Being a stepdad - advice please

27 replies

moderndad1234 · 26/08/2014 09:12

Hi everyone,

Very new and really just needing a little advice. Not wanting to badmouth either my stepson or his mum/ my fiancee.

A bit of background to keep everything in context. Both me and my partner are 25, my stepson is 5. Ive been his stepdad since he was 18 months. We've been engaged for 18 months and I have a reasonably good rship with his bio dad as we do "change over" on days where my stepson either goes or comes back from his bio dads house.

Both me and my fiancee are extremely family orientated in becoming a family, morals, values etc. Both very loving and id do anything for her. By and large we are a perfect match even when it comes to parenting.

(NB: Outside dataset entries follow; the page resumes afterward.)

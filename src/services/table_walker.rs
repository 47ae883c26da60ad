//! 报表表格遍历 - 业务能力层
//!
//! 表体由两类行交替组成：
//! - 标题行：一个横跨全部列的单元格，文字为 `代码 - 名称`
//! - 数据行：至少 9 个单元格，归属于最近的标题行
//!
//! 当前分节作为折叠状态在遍历中传递，不使用共享可变状态。

use scraper::{ElementRef, Html, Node};

use crate::models::forms::{MIN_DATA_CELLS, REPORT_COLUMNS};
use crate::models::ReportSection;

/// 标题行中代码与名称的分隔符
const HEADER_SEPARATOR: &str = " - ";

/// 单行的分类结果
#[derive(Debug, Clone, PartialEq, Eq)]
pub enum RowKind {
    Header(ReportSection),
    Data(Vec<String>),
    /// 单元格不足的行
    Short(usize),
}

/// 归属到分节的数据行
#[derive(Debug, Clone, PartialEq, Eq)]
pub struct WalkedRow {
    pub section: ReportSection,
    pub cells: Vec<String>,
}

/// 遍历结果
#[derive(Debug, Clone, Default, PartialEq, Eq)]
pub struct Walk {
    pub rows: Vec<WalkedRow>,
    pub headers: usize,
    pub skipped: usize,
}

/// 遍历表格，按文档顺序返回数据行
///
/// `table_html` 是表格元素的 innerHTML
pub fn walk(table_html: &str) -> Walk {
    let (_, walk) = classify_rows(table_html).into_iter().fold(
        (ReportSection::default(), Walk::default()),
        |(section, mut walk), row| match row {
            RowKind::Header(next) => {
                walk.headers += 1;
                (next, walk)
            }
            RowKind::Data(cells) => {
                walk.rows.push(WalkedRow {
                    section: section.clone(),
                    cells,
                });
                (section, walk)
            }
            RowKind::Short(_) => {
                walk.skipped += 1;
                (section, walk)
            }
        },
    );
    walk
}

/// 表体行数（可修读学生报表只需要这个数）
pub fn count_body_rows(table_html: &str) -> usize {
    let document = parse_table(table_html);
    body_rows(&document).count()
}

/// 对表体的每一行分类
pub fn classify_rows(table_html: &str) -> Vec<RowKind> {
    let document = parse_table(table_html);
    body_rows(&document).map(classify_row).collect()
}

fn classify_row(row: ElementRef<'_>) -> RowKind {
    let cells: Vec<ElementRef<'_>> = child_elements(row)
        .filter(|c| matches!(c.value().name(), "td" | "th"))
        .collect();

    if let [only] = cells.as_slice() {
        if spans_full_width(*only) {
            return RowKind::Header(parse_header(&cell_text(*only)));
        }
    }
    if cells.len() < MIN_DATA_CELLS {
        return RowKind::Short(cells.len());
    }
    RowKind::Data(cells.into_iter().map(cell_text).collect())
}

fn spans_full_width(cell: ElementRef<'_>) -> bool {
    cell.value()
        .attr("colspan")
        .and_then(|span| span.trim().parse::<usize>().ok())
        == Some(REPORT_COLUMNS)
}

/// 解析标题行文字；只使用前两段，名称中再出现的分隔符不再处理
pub fn parse_header(text: &str) -> ReportSection {
    let mut parts = text.split(HEADER_SEPARATOR);
    ReportSection {
        code: parts.next().unwrap_or("").trim().to_string(),
        title: parts.next().unwrap_or("").trim().to_string(),
    }
}

/// innerHTML 需要包在 table 里，否则 tr/td 会被 HTML 解析器丢弃
fn parse_table(table_html: &str) -> Html {
    Html::parse_fragment(&format!("<table>{}</table>", table_html))
}

/// 外层表格 tbody 中的直接子行（嵌套表格的行不算）
fn body_rows(document: &Html) -> impl Iterator<Item = ElementRef<'_>> {
    let root = document.root_element();
    let table = child_elements(root).find(|e| e.value().name() == "table");
    table
        .into_iter()
        .flat_map(child_elements)
        .filter(|e| e.value().name() == "tbody")
        .flat_map(child_elements)
        .filter(|e| e.value().name() == "tr")
}

fn child_elements(element: ElementRef<'_>) -> impl Iterator<Item = ElementRef<'_>> {
    element.children().filter_map(ElementRef::wrap)
}

/// 会在渲染文字中断开的元素
const BREAKING_ELEMENTS: &[&str] = &[
    "br", "p", "div", "li", "ul", "ol", "table", "tr", "td", "th", "h1", "h2", "h3", "h4", "h5",
    "h6",
];

/// 单元格文字：行内标记不拆开单词，换行和块级元素之间按空白处理
fn cell_text(cell: ElementRef<'_>) -> String {
    let mut raw = String::new();
    push_text(cell, &mut raw);
    raw.split_whitespace().collect::<Vec<_>>().join(" ")
}

fn push_text(element: ElementRef<'_>, out: &mut String) {
    for child in element.children() {
        match child.value() {
            Node::Text(text) => out.push_str(text),
            Node::Element(inner) => {
                let Some(inner_ref) = ElementRef::wrap(child) else {
                    continue;
                };
                let breaking = BREAKING_ELEMENTS.contains(&inner.name());
                if breaking {
                    out.push(' ');
                }
                push_text(inner_ref, out);
                if breaking {
                    out.push(' ');
                }
            }
            _ => {}
        }
    }
}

Unfortunately I feel one of the negative sides to our rship is double standards in discipling our stepson. We mostly use the super nanny/ jo frost method of time out which works wonders.

Throughout the years though discipline has been an issue. I believe in a firm but fair approch as jo frost says. I am patient and understanding to a point, which i feel is fair. But then when i do discipline or get fed up the moaning and nagging i feel that my fiancee instantly sides with my stepson, even though 5 mins later she could be telling him off for the exact same thing.

In all honesty it really hurts when my partner sides with our stepson and doesnt support me, it creates an 'us' and 'them' feeling and i end up resenting both of them. Not only that but now my stepson see's he can come between us and get his own way. I try to speak to my partner but she clams up or becomes defensive or takes things i say out of context and makes me sound bad.

I believe me being a stepdad from him being so young and us planning on having more children then i need to be on an equal footing to my partner. My thinking is that if i amto provide for him and love him as my own (the good bits) then i also need to be able to discipline and point out to him when something isnt right (the bad bits) i dont think my partner would be with me if i took the attitude that he wasnt mine biologically so this means if im to be a dad then i need to be allowed to in the full meaning of the word.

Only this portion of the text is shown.